Stored dataset items:
***
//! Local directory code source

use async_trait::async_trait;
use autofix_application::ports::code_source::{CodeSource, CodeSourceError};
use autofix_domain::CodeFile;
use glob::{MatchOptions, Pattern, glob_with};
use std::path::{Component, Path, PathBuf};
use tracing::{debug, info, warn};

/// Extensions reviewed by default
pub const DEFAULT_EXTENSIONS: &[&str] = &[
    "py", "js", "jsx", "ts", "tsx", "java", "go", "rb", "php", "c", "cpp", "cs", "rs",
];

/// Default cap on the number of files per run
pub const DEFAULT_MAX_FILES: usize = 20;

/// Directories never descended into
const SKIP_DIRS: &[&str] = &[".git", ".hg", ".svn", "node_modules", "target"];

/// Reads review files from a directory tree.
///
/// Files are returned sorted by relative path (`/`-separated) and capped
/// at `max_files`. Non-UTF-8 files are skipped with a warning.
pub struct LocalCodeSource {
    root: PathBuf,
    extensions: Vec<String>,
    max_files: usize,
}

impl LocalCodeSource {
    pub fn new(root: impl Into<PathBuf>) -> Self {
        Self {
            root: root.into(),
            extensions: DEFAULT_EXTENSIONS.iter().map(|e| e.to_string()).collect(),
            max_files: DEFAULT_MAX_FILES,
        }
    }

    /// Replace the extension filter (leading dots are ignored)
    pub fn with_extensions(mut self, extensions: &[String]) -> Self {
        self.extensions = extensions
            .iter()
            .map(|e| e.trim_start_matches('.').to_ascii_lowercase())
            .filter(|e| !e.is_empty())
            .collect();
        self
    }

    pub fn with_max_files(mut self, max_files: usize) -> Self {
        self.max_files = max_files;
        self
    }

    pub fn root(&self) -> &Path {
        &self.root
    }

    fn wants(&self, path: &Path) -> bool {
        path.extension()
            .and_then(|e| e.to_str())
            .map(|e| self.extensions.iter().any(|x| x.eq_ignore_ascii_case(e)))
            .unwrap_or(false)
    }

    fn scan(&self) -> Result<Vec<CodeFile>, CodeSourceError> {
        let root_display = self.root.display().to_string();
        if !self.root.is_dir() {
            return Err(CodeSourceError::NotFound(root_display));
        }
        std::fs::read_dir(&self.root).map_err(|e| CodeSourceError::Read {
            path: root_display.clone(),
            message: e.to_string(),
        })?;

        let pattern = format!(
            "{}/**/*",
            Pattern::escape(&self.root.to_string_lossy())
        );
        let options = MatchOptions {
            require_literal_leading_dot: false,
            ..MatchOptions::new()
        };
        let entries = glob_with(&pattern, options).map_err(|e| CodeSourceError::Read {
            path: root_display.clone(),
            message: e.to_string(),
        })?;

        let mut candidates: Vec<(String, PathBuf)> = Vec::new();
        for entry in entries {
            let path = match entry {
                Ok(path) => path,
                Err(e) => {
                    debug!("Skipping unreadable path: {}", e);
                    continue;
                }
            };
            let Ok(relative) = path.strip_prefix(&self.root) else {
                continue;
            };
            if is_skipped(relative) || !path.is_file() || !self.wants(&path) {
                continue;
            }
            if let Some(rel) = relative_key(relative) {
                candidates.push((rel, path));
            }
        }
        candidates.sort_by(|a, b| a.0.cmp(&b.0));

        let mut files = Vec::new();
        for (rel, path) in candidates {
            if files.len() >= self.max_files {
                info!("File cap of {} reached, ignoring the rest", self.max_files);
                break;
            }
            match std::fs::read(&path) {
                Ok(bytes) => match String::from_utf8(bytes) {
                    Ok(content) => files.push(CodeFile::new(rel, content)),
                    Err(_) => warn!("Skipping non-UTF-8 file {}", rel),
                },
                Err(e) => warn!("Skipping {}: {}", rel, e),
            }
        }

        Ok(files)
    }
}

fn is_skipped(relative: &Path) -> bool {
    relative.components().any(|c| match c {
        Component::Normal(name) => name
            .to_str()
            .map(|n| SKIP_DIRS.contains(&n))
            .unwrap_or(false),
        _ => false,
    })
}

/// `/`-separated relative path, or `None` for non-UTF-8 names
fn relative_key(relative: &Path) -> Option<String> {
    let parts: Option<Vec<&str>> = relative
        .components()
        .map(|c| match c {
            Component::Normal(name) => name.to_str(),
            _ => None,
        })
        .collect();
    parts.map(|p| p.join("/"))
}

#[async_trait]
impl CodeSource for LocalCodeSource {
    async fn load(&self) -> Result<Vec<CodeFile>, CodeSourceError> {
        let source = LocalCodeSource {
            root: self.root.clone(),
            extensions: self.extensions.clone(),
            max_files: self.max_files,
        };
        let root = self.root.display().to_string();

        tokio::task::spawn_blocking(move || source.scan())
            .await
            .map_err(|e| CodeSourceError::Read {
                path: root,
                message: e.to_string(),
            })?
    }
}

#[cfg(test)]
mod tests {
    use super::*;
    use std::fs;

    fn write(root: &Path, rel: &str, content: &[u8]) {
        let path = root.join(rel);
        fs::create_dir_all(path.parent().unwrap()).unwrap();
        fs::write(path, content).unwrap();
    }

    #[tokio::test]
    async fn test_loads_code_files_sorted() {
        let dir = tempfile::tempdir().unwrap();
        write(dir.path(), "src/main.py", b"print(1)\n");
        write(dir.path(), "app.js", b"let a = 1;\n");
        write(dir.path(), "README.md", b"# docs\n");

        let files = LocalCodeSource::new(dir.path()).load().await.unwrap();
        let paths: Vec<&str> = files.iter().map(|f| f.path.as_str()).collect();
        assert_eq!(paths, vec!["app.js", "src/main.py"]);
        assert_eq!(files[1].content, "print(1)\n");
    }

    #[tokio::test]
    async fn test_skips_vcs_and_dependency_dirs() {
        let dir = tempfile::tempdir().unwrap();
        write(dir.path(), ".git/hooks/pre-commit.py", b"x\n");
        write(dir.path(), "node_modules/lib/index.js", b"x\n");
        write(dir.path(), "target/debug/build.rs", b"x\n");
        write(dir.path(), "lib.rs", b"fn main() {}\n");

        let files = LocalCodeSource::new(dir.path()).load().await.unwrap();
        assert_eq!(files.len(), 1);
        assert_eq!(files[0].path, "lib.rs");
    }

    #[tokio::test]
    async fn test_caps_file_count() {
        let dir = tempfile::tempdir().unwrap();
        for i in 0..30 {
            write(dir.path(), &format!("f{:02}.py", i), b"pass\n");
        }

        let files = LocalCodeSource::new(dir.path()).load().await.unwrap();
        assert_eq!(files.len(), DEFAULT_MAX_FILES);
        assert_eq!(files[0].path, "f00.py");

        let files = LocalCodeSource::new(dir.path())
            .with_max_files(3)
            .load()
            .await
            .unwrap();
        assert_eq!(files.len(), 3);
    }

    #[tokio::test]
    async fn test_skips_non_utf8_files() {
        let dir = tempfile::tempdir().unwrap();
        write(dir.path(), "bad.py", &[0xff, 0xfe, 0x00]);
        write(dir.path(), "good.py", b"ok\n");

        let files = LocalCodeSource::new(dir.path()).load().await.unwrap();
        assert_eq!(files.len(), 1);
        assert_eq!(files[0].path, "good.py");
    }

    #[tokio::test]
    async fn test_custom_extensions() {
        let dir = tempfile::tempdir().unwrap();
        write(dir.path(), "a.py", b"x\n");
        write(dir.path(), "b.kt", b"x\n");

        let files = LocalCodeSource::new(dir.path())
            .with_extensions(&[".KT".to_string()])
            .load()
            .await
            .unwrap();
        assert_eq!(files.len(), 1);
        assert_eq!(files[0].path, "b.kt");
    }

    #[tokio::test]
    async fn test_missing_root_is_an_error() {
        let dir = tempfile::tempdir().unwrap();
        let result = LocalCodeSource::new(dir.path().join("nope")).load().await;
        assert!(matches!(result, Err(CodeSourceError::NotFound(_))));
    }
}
***
_ASSIGNMENT_: Restate, word for word and with nothing added, the lines from the beginning of the records above through the line that contains "pub fn with_extensions(mut".

_OUTPUT OF THE EXERCISE_:
//! Local directory code source

use async_trait::async_trait;
use autofix_application::ports::code_source::{CodeSource, CodeSourceError};
use autofix_domain::CodeFile;
use glob::{MatchOptions, Pattern, glob_with};
use std::path::{Component, Path, PathBuf};
use tracing::{debug, info, warn};

/// Extensions reviewed by default
pub const DEFAULT_EXTENSIONS: &[&str] = &[
    "py", "js", "jsx", "ts", "tsx", "java", "go", "rb", "php", "c", "cpp", "cs", "rs",
];

/// Default cap on the number of files per run
pub const DEFAULT_MAX_FILES: usize = 20;

/// Directories never descended into
const SKIP_DIRS: &[&str] = &[".git", ".hg", ".svn", "node_modules", "target"];

/// Reads review files from a directory tree.
///
/// Files are returned sorted by relative path (`/`-separated) and capped
/// at `max_files`. Non-UTF-8 files are skipped with a warning.
pub struct LocalCodeSource {
    root: PathBuf,
    extensions: Vec<String>,
    max_files: usize,
}

impl LocalCodeSource {
    pub fn new(root: impl Into<PathBuf>) -> Self {
        Self {
            root: root.into(),
            extensions: DEFAULT_EXTENSIONS.iter().map(|e| e.to_string()).collect(),
            max_files: DEFAULT_MAX_FILES,
        }
    }

    /// Replace the extension filter (leading dots are ignored)
    pub fn with_extensions(mut self, extensions: &[String]) -> Self {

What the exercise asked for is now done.